YOUR ASSIGNMENT
Print the lines in the listing below that fall between the line with "pub async fn list(&self, filter: &InfractionFilter)" and the line with "if let Some(violation)", those two lines included, exactly as they stand and with nothing else.

DATA RECORDS
--------------------------------
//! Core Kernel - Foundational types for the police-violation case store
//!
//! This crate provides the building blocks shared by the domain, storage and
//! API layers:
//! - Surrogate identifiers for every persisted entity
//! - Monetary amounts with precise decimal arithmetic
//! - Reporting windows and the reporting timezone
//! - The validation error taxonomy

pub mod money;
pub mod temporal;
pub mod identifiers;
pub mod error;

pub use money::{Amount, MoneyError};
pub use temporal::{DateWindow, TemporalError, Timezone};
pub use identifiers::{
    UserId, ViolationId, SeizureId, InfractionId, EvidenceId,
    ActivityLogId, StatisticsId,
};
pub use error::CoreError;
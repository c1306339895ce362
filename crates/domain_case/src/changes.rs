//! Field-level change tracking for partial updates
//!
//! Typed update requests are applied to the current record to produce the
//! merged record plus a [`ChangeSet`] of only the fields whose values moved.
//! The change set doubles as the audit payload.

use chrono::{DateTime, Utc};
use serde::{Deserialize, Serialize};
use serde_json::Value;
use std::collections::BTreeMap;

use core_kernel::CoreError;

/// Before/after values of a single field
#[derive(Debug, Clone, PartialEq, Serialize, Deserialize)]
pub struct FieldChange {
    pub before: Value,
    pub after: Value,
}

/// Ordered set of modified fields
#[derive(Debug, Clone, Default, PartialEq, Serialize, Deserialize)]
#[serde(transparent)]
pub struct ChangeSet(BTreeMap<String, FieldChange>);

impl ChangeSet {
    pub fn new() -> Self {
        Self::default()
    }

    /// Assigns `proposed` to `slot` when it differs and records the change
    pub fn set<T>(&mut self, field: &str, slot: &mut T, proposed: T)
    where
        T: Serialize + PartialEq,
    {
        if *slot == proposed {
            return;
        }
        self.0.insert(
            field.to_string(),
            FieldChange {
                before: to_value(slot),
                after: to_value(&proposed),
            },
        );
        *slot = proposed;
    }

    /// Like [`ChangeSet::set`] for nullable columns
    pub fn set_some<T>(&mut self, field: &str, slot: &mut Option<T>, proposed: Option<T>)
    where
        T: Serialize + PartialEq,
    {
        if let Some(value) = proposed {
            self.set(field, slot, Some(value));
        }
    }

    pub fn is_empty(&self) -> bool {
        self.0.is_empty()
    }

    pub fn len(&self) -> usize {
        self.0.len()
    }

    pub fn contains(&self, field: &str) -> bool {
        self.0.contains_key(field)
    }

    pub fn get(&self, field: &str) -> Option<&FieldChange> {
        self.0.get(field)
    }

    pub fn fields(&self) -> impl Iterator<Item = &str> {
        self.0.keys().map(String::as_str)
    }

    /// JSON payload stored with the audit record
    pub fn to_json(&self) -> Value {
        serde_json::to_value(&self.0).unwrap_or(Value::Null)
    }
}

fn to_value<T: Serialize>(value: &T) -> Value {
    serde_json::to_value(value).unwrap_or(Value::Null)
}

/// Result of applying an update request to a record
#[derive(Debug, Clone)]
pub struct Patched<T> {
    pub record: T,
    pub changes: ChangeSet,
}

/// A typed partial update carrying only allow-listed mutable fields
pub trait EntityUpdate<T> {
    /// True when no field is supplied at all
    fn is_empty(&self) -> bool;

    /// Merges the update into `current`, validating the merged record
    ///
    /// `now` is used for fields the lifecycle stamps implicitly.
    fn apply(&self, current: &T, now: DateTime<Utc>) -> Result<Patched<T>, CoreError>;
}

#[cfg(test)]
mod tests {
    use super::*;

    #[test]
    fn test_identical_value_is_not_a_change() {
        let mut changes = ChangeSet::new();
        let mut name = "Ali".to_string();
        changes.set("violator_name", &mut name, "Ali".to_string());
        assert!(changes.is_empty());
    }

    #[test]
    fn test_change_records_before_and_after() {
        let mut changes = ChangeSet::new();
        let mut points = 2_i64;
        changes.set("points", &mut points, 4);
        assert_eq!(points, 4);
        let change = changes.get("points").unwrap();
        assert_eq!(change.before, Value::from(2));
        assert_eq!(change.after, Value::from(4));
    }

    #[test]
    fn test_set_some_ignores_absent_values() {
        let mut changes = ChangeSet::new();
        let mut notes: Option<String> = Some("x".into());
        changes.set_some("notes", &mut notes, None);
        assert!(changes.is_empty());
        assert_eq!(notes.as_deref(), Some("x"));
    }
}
--------------------------------
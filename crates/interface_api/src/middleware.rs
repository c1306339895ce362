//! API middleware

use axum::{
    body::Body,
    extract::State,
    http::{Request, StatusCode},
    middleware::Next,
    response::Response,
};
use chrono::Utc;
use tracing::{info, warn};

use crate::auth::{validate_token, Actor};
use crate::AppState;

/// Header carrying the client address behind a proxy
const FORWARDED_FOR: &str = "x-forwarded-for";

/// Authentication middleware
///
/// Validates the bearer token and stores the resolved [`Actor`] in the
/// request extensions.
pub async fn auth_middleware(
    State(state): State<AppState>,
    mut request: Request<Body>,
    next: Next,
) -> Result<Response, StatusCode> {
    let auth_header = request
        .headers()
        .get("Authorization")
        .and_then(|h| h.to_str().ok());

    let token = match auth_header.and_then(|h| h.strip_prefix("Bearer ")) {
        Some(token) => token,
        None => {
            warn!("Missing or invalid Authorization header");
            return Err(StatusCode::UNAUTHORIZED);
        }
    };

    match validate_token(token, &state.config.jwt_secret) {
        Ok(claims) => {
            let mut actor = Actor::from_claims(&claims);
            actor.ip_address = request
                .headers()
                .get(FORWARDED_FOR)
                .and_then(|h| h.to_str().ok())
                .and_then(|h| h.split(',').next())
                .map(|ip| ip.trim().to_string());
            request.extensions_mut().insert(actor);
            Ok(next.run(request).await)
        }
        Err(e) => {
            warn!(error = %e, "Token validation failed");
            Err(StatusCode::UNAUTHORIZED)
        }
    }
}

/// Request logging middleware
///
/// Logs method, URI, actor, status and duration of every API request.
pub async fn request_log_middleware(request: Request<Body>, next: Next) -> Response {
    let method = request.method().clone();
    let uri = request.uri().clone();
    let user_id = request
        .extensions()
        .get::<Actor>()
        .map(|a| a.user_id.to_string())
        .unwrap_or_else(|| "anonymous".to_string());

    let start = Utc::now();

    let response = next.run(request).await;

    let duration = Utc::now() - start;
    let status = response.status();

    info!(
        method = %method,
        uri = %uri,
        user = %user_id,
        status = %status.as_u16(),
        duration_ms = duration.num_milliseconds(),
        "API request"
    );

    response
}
--------------------------------
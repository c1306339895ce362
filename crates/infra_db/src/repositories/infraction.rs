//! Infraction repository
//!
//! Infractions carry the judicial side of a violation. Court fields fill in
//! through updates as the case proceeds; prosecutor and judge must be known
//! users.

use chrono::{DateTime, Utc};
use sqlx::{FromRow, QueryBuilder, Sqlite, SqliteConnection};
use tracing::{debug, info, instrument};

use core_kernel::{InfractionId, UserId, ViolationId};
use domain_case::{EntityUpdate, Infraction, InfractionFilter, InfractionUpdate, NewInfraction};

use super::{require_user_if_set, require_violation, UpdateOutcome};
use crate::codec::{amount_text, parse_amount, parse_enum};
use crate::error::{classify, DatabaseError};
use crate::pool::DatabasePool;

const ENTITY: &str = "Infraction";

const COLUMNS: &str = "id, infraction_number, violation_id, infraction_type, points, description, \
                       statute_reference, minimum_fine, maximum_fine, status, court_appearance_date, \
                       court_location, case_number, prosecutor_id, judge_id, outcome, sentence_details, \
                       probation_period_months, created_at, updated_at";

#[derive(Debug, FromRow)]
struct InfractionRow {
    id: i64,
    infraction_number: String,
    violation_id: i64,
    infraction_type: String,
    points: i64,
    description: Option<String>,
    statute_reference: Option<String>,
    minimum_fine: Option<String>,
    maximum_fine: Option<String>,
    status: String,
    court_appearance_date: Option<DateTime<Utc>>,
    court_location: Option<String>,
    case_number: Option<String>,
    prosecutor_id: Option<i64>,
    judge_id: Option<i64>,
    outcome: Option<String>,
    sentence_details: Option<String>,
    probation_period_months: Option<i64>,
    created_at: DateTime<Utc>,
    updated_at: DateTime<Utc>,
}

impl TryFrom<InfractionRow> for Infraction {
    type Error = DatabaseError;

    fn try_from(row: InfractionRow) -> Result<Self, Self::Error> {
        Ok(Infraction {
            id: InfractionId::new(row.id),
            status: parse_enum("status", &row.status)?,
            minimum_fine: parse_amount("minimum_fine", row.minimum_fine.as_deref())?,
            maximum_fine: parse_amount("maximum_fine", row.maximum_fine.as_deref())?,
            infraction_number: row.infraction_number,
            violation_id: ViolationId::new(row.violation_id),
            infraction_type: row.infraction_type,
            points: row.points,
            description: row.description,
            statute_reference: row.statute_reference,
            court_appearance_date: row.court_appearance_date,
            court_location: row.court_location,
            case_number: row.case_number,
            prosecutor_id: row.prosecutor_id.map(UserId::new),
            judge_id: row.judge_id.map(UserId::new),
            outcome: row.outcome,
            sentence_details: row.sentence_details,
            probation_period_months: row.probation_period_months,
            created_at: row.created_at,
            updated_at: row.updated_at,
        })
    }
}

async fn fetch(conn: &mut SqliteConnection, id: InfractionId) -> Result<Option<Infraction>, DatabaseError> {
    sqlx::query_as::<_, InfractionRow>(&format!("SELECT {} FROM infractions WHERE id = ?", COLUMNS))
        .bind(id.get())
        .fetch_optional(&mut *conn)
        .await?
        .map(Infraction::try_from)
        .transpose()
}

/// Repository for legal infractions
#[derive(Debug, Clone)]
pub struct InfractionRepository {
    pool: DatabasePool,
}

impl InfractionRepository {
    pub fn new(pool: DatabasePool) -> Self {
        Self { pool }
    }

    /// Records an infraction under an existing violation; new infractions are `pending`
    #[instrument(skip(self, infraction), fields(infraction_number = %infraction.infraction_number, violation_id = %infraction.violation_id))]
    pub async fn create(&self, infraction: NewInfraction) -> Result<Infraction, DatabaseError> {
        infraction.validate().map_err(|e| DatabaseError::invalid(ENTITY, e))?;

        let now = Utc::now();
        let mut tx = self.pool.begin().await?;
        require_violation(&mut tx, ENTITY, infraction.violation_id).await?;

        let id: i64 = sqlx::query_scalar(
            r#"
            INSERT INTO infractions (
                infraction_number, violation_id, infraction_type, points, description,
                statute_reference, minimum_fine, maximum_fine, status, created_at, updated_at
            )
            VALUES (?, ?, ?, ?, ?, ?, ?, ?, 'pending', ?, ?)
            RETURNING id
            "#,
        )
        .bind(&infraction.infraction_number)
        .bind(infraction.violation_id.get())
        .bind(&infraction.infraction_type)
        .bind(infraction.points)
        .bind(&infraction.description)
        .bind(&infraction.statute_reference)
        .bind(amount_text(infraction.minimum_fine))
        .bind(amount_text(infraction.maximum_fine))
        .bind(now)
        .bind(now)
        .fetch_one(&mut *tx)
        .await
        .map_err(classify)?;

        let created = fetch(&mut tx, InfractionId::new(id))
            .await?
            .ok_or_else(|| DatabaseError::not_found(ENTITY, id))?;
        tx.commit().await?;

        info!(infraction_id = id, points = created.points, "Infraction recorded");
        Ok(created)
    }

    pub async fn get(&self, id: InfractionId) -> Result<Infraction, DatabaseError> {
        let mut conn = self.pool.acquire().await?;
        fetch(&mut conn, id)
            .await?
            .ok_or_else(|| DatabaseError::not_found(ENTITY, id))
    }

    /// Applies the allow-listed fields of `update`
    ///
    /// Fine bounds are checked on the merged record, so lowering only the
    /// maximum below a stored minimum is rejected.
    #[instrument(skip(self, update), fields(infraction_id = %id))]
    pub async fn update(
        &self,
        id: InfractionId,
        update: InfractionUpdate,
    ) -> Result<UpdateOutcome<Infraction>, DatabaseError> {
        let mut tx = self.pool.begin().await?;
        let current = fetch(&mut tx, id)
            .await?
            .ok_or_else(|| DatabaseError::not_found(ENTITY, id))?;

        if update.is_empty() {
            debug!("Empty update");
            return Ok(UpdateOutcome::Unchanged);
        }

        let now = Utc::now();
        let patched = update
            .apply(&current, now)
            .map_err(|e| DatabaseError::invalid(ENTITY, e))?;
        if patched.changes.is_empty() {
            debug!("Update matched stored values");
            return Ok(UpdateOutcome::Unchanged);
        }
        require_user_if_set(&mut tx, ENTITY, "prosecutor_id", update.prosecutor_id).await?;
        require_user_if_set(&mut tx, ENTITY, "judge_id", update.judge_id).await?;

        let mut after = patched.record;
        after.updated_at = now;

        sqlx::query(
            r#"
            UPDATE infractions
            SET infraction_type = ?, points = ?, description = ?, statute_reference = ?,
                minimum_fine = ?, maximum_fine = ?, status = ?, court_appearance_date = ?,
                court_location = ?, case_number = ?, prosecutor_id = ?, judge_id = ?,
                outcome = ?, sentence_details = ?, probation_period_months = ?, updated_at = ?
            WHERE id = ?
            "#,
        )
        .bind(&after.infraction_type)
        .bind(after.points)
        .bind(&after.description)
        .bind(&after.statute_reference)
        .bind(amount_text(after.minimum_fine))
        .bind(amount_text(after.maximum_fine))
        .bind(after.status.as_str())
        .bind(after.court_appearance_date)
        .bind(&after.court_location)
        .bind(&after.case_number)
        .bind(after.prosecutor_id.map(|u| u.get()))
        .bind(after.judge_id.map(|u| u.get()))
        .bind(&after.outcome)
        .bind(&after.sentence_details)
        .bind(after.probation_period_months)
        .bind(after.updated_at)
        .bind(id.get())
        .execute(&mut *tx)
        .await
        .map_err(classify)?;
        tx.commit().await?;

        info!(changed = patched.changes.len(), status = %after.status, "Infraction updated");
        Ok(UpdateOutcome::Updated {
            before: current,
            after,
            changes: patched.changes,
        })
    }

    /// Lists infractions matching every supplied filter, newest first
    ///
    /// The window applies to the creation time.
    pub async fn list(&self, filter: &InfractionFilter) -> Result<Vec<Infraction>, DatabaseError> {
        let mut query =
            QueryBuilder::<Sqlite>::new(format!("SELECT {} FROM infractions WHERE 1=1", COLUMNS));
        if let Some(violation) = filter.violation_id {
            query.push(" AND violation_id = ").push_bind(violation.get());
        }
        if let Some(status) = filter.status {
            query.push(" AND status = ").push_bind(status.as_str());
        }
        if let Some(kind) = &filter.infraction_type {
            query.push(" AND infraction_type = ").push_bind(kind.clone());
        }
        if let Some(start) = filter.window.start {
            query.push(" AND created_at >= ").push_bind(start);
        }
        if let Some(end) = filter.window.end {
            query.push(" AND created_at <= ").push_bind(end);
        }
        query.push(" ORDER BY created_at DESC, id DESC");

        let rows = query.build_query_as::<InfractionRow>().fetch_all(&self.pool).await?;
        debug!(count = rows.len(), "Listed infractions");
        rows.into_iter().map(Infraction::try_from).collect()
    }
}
--------------------------------
SOLVED EXERCISE
    pub async fn list(&self, filter: &InfractionFilter) -> Result<Vec<Infraction>, DatabaseError> {
        let mut query =
            QueryBuilder::<Sqlite>::new(format!("SELECT {} FROM infractions WHERE 1=1", COLUMNS));
        if let Some(violation) = filter.violation_id {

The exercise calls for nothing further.